В этом случае опрос отменялся. Учителем математики был Юлий Осипович Гурвиц, многолетний декан физмата в одном из московских педвузов. Он вставал в проходе между рядами и, выпрастывая безупречные крахмальные манжеты из рукавов пиджака, начинал объяснять буквально "на пальцах".

Когда я уже в университете рассказывала, что в нашем классе было "не принято" списывать и подсказывать, не говоря уже о шпаргалках, мне, как правило, не верили. Это, однако, было именно так - просто ни в том, ни в другом не было резона.

Я не хочу этим сказать, что отношения между учителями и учениками в нашей школе были идиллическими. Характерно, однако, что я не припоминаю учительских прозвищ. Исключение составляет наша директриса, которую мы за глаза звали "Настасья" и дружно ненавидели. К некоторым учителям мы относились как бы снисходительно, но большинство - любили или уважали.

Что касается Анны Алексеевны Яснопольской, то ее боялись еще до того, как начинали у нее учиться, - она вела литературу только с восьмого класса. Позже ее уважали и любили, а также обожали, как это умеют делать только дети.

Как и большинство наших школьных учителей, Анна Алексеевна была весьма немолода - мы по возрасту годились ей во внуки. Я бы не хотела ее идеализировать, но чего в ней определенно не было, так это нелюбви к молодости. Анна Алексеевна была замкнута, требовательна и отгорожена от нас возрастом и ролью. О ее прошлом я ничего не знаю. Своей семьи у нее не было - она жила с семьей сестры. Похожа она была на старого и постоянно настороженного мопса. Преображалась Анна Алексеевна, когда читала нам вслух.

Я думаю, что свою работу она ощущала как миссию. Воспоминания о том, что значили эти уроки для тех, кто учился у нее еще перед войной, я случайно нашла в одной из книг покойного Сергея Львова.

Я училась у Анны Алексеевны в страшные для литературы, да и вообще духовной жизни годы - с 1946 по 1949-й. Это времена беспросветности и молчания. Сейчас трудно поверить в то, что даже лучшая московская школа этого времени - это школа без Достоевского, без "серебряного века", не говоря уже о Бунине и Цветаевой, имена которых просто не упоминались. Это времена "постановлений", растоптавших Ахматову, Зощенко и Шостаковича, борьбы с космополитизмом и, наконец, массовых арестов, начавшихся в 1949-м. (Нашей школы это коснулось непосредственно, о чем - ниже.)
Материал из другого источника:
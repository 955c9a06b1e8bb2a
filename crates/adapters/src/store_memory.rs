//! In-memory inventory store for testing and offline mode

use async_trait::async_trait;
use pantry_domain::{InventoryItem, InventoryStore, ItemName, StoreError, resolve_delta};
use std::collections::BTreeMap;
use std::sync::RwLock;

/// In-memory inventory store implementation
///
/// Deltas are applied under a single write lock, so concurrent adds never
/// lose updates.
pub struct InMemoryInventoryStore {
    items: RwLock<BTreeMap<ItemName, u32>>,
}

impl InMemoryInventoryStore {
    pub fn new() -> Self {
        Self {
            items: RwLock::new(BTreeMap::new()),
        }
    }
}

impl Default for InMemoryInventoryStore {
    fn default() -> Self {
        Self::new()
    }
}

#[async_trait]
impl InventoryStore for InMemoryInventoryStore {
    async fn list_items(&self) -> Result<Vec<InventoryItem>, StoreError> {
        let items = self
            .items
            .read()
            .map_err(|e| StoreError::Unavailable(e.to_string()))?;
        Ok(items
            .iter()
            .map(|(name, quantity)| InventoryItem::new(name.clone(), *quantity))
            .collect())
    }

    async fn get_item(&self, name: &ItemName) -> Result<Option<InventoryItem>, StoreError> {
        let items = self
            .items
            .read()
            .map_err(|e| StoreError::Unavailable(e.to_string()))?;
        Ok(items
            .get(name)
            .map(|quantity| InventoryItem::new(name.clone(), *quantity)))
    }

    async fn put_item(&self, item: &InventoryItem) -> Result<(), StoreError> {
        if item.quantity == 0 {
            return Err(StoreError::Serialization(format!(
                "Refusing to store zero quantity for {}",
                item.name
            )));
        }
        let mut items = self
            .items
            .write()
            .map_err(|e| StoreError::Unavailable(e.to_string()))?;
        items.insert(item.name.clone(), item.quantity);
        Ok(())
    }

    async fn delete_item(&self, name: &ItemName) -> Result<(), StoreError> {
        let mut items = self
            .items
            .write()
            .map_err(|e| StoreError::Unavailable(e.to_string()))?;
        items.remove(name);
        Ok(())
    }

    async fn apply_delta(&self, name: &ItemName, delta: i64) -> Result<Option<u32>, StoreError> {
        let mut items = self
            .items
            .write()
            .map_err(|e| StoreError::Unavailable(e.to_string()))?;

        let next = resolve_delta(items.get(name).copied(), delta)?;
        match next {
            Some(quantity) => {
                items.insert(name.clone(), quantity);
            }
            None => {
                items.remove(name);
            }
        }

        Ok(next)
    }

    fn atomic_deltas(&self) -> bool {
        true
    }

    fn backend(&self) -> &'static str {
        "memory"
    }
}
Наивно было бы думать, что в эти времена между любимым учителем и учениками могла существовать атмосфера доверительности. Для учителя - во всяком случае, учителя московской, ленинградской или киевской школы - это был бы смертельный риск в буквальном смысле слова. Однако и здесь существовало пространство поступка.

Год за годом Анна Алексеевна Яснопольская читала вслух замершему классу стихи и прозу русских классиков. Как писала еще в 1932 году Л. Я. Гинзбург, "классическая книга выделяла из себя ходячие знаки эмоциональных и социальных смыслов".

О "Постановлении" 1946 года на наших уроках литературы не было сказано ни слова, но в связи с Пушкиным были прочитаны ахматовские стихи о "смуглом отроке" и некоторые "царскосельские" строфы.

Представления о нравственности, благородстве, личном мужестве вытекали из углубленного изучения эпохи декабристов. Через Грибоедова были открыты Тынянов и Гершензон, через Пушкина - пушкинистика, через Блока - такое издание, как довоенное "Литературное наследство".